Whilst the Wagner Group is not the only Russian-founded PMC in operation, it is the most expansive and significant. Since 2014, Wagner has operated in at least seven countries: Ukraine; Syria; the Central African Republic (CAR); Sudan; Libya; Mozambique; and Mali in an offensive military capacity. There are 10 further
countries where there is medium or high confidence that it has been involved in
a non-military capacity since 2014, and many more countries where the network’s
presence is rumoured. Particularly in the Middle East and Africa, Wagner has sunk it’s teeth into regions that have rejected western support in favour of Russian-backing to secure unstable regimes from economic and political instability. Wagner have acted as personal security for African leaders, industrial security for key sites, trainers for regular, intelligence and Special Forces units as well as combatants themselves. What is particularly interesting is the almost sibling-like relationship Wagner has held with the Kremlin, who to varying degrees have utilised the private group as a direct but covert actor of the Russian state itself, collaborating with and often instructing leadership in it’s operations, which helps to achieve Russian foreign policy aims with a cover of plausible deniability of government involvement. The Russian military is known to closely collaborate with Wagner, providing logistical and transport support for their operations. A 2023 UK Parliamentary Foreign Affairs Committee tasked with investigating the extent of Wagner presence and operations received testimony from an ex-Wagner fighter who said of the relationship between the Kremlin and Wagner;
“All that is necessary for combat- uniforms, equipment, weapons and
ammunition, was received from Ministry of Defence stocks…Military transport aircraft of the Russian Armed Forces deliver mercenaries and small dimension/weight cargo to the Khmeimim air base (Syria) and further to Africa. Air bases in the city of Chkalovsk (Moscow Region) and Krymsk (Krasnodar Territory) are used to transport operatives of PMC Wagner.
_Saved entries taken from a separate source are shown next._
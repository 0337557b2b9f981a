use crate::manifest::{parse_manifest_file, RepositoryManifest};
use crate::types::ObjectTypeId;
use std::collections::BTreeMap;
use std::path::{Path, PathBuf};
use thiserror::Error;

pub const DEFAULT_MAX_NAME_LENGTH: usize = 60;
pub const DEFAULT_HASH_LENGTH: usize = 10;
/// Upper bound accepted for `max_name_length`; common file systems cap a
/// single path component at 255 bytes.
pub const MAX_COMPONENT_LENGTH: usize = 255;

#[derive(Debug, Error)]
pub enum ConfigError {
    #[error("failed to read repository manifest: {0}")]
    Io(#[from] std::io::Error),
    #[error("failed to parse repository manifest: {0}")]
    ParseToml(#[from] toml::de::Error),
    #[error("unsupported manifest_version: {0}, expected 1")]
    UnsupportedVersion(u32),
    #[error("repository root must not be empty")]
    EmptyRoot,
    #[error("invalid name limits: max_name_length={max_name_length}, hash_length={hash_length}")]
    InvalidNameLimits {
        max_name_length: usize,
        hash_length: usize,
    },
    #[error("object type id must not be empty")]
    EmptyTypeId,
}

/// Inclusion rule for one object type.
#[derive(Debug, Clone, PartialEq, Eq)]
pub struct TypeRule {
    pub included: bool,
    /// Folder under the repository root; defaults to the type id.
    pub folder: Option<String>,
}

/// Immutable snapshot of the repository settings.
///
/// A snapshot is taken at the start of every public repository call and used
/// unchanged for the rest of that call, so a configuration rebuild never
/// changes the rules halfway through a bulk run.
#[derive(Debug, Clone, PartialEq, Eq)]
pub struct RepositoryConfiguration {
    root_path: PathBuf,
    lock_dir: PathBuf,
    restore_all_enabled: bool,
    include_unlisted_types: bool,
    max_name_length: usize,
    hash_length: usize,
    types: BTreeMap<ObjectTypeId, TypeRule>,
}

impl RepositoryConfiguration {
    pub fn new(root_path: impl Into<PathBuf>) -> Self {
        Self {
            root_path: root_path.into(),
            lock_dir: default_lock_dir(),
            restore_all_enabled: true,
            include_unlisted_types: false,
            max_name_length: DEFAULT_MAX_NAME_LENGTH,
            hash_length: DEFAULT_HASH_LENGTH,
            types: BTreeMap::new(),
        }
    }

    #[must_use]
    pub fn with_type(mut self, type_id: impl Into<ObjectTypeId>, rule: TypeRule) -> Self {
        self.types.insert(type_id.into(), rule);
        self
    }

    /// Shorthand for an included type stored in its default folder.
    #[must_use]
    pub fn include(self, type_id: impl Into<ObjectTypeId>) -> Self {
        self.with_type(
            type_id,
            TypeRule {
                included: true,
                folder: None,
            },
        )
    }

    #[must_use]
    pub fn with_lock_dir(mut self, lock_dir: impl Into<PathBuf>) -> Self {
        self.lock_dir = lock_dir.into();
        self
    }

    #[must_use]
    pub fn with_restore_all_enabled(mut self, enabled: bool) -> Self {
        self.restore_all_enabled = enabled;
        self
    }

    #[must_use]
    pub fn with_include_unlisted_types(mut self, include: bool) -> Self {
        self.include_unlisted_types = include;
        self
    }

    #[must_use]
    pub fn with_name_limits(mut self, max_name_length: usize, hash_length: usize) -> Self {
        self.max_name_length = max_name_length;
        self.hash_length = hash_length;
        self
    }

    #[inline]
    pub fn root_path(&self) -> &Path {
        &self.root_path
    }

    #[inline]
    pub fn lock_dir(&self) -> &Path {
        &self.lock_dir
    }

    #[inline]
    pub fn restore_all_enabled(&self) -> bool {
        self.restore_all_enabled
    }

    #[inline]
    pub fn max_name_length(&self) -> usize {
        self.max_name_length
    }

    #[inline]
    pub fn hash_length(&self) -> usize {
        self.hash_length
    }

    pub fn is_object_type_included(&self, type_id: &ObjectTypeId) -> bool {
        self.types
            .get(type_id)
            .map_or(self.include_unlisted_types, |rule| rule.included)
    }

    /// Unsanitized folder name for a type: the configured folder or the id.
    pub fn type_folder<'a>(&'a self, type_id: &'a ObjectTypeId) -> &'a str {
        self.types
            .get(type_id)
            .and_then(|rule| rule.folder.as_deref())
            .unwrap_or(type_id.as_str())
    }

    /// Explicitly listed types that are included, in id order.
    pub fn included_types(&self) -> impl Iterator<Item = &ObjectTypeId> {
        self.types
            .iter()
            .filter(|(_, rule)| rule.included)
            .map(|(id, _)| id)
    }

    pub fn validate(&self) -> Result<(), ConfigError> {
        if self.root_path.as_os_str().is_empty() {
            return Err(ConfigError::EmptyRoot);
        }
        if self.hash_length == 0
            || self.max_name_length <= self.hash_length + 1
            || self.max_name_length > MAX_COMPONENT_LENGTH
        {
            return Err(ConfigError::InvalidNameLimits {
                max_name_length: self.max_name_length,
                hash_length: self.hash_length,
            });
        }
        if self.types.keys().any(ObjectTypeId::is_blank) {
            return Err(ConfigError::EmptyTypeId);
        }
        Ok(())
    }

    /// Build a snapshot from a parsed manifest. Relative paths are resolved
    /// against `base_dir`.
    pub fn from_manifest(
        manifest: &RepositoryManifest,
        base_dir: &Path,
    ) -> Result<Self, ConfigError> {
        if manifest.manifest_version != 1 {
            return Err(ConfigError::UnsupportedVersion(manifest.manifest_version));
        }
        let repo = &manifest.repository;
        if repo.root.trim().is_empty() {
            return Err(ConfigError::EmptyRoot);
        }

        let mut config = Self::new(base_dir.join(&repo.root))
            .with_restore_all_enabled(repo.restore_all_enabled)
            .with_include_unlisted_types(repo.include_unlisted_types)
            .with_name_limits(repo.max_name_length, repo.hash_length);
        if let Some(ref lock_dir) = repo.lock_dir {
            config = config.with_lock_dir(base_dir.join(lock_dir));
        }
        for (id, section) in &manifest.types {
            config = config.with_type(
                id.as_str(),
                TypeRule {
                    included: section.included,
                    folder: section.folder.clone(),
                },
            );
        }
        config.validate()?;
        Ok(config)
    }
}

/// Default directory for cross-process lock files.
pub fn default_lock_dir() -> PathBuf {
    std::env::temp_dir().join("fsrepo-locks")
}

/// Produces fresh configuration snapshots.
///
/// Called whenever the cached snapshot has been invalidated because the
/// underlying object-type metadata changed.
pub trait ConfigurationSource: Send + Sync {
    fn build(&self) -> Result<RepositoryConfiguration, ConfigError>;
}

impl<F> ConfigurationSource for F
where
    F: Fn() -> Result<RepositoryConfiguration, ConfigError> + Send + Sync,
{
    fn build(&self) -> Result<RepositoryConfiguration, ConfigError> {
        self()
    }
}

/// Configuration read from a TOML manifest on disk, re-read on every build.
#[derive(Debug, Clone)]
pub struct ManifestFile {
    path: PathBuf,
}

impl ManifestFile {
    pub fn new(path: impl Into<PathBuf>) -> Self {
        Self { path: path.into() }
    }

    #[inline]
    pub fn path(&self) -> &Path {
        &self.path
    }
}

impl ConfigurationSource for ManifestFile {
    fn build(&self) -> Result<RepositoryConfiguration, ConfigError> {
        let manifest = parse_manifest_file(&self.path)?;
        let base_dir = self.path.parent().unwrap_or(Path::new("."));
        RepositoryConfiguration::from_manifest(&manifest, base_dir)
    }
}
Heavy duty cargo, equipment and ammunition for PMC Wagner are delivered to Syria by the Russian Navy.”
Often in these fragile states, agreements with host governments are negotiated by Prigozhin’s staff, but directed by the Kremlin to support a regime of their choice. The Russian state seeks to find ways to expand it’s influence in regions where key resources and markets can be accessed and simultaneously diminish US and European presence and access to those same resources and markets. This has been achieved primarily through Wagner, who as part of payment for their services have “Gained access to natural resources on preferential terms, to the detriment of the national economy. In Sudan, Wagner-linked gold mining companies have benefited from generous concessions. The network appears to have a “chokehold” over Libya’s natural resources and export facilities; consequently, “Libyan oil output has drastically decreased”.” The potency of Wagner’s presence was nowhere more obvious than the Central African Republic with the group engaging what can only be described as ‘State Capture’ a systemic corruption of existing political institutions for it’s own private benefit. Due to the CAR’s heavy reliance on Wagner forces as security personnel, and to enforce the re-election of it’s president Touadera through any means necessary, the CAR have given way to undermining freedom of the press, political opposition, good governance, international engagement and even potentially the national constitution. In exchange, Prigozhin has negotiated access to diamonds, gold and uranium which whilst mainly taken as compensation for the use of Wagner services, is also indirectly funnelled into the Russian state to help stabilise the economy in light of sanctions placed on it after the invasion of Ukraine. Their gold-smuggling operation out of Sudan has also given much monetary stability to the Russian state, been seen as ‘critical’ to its withstanding the impact of western sanctions since March 2022.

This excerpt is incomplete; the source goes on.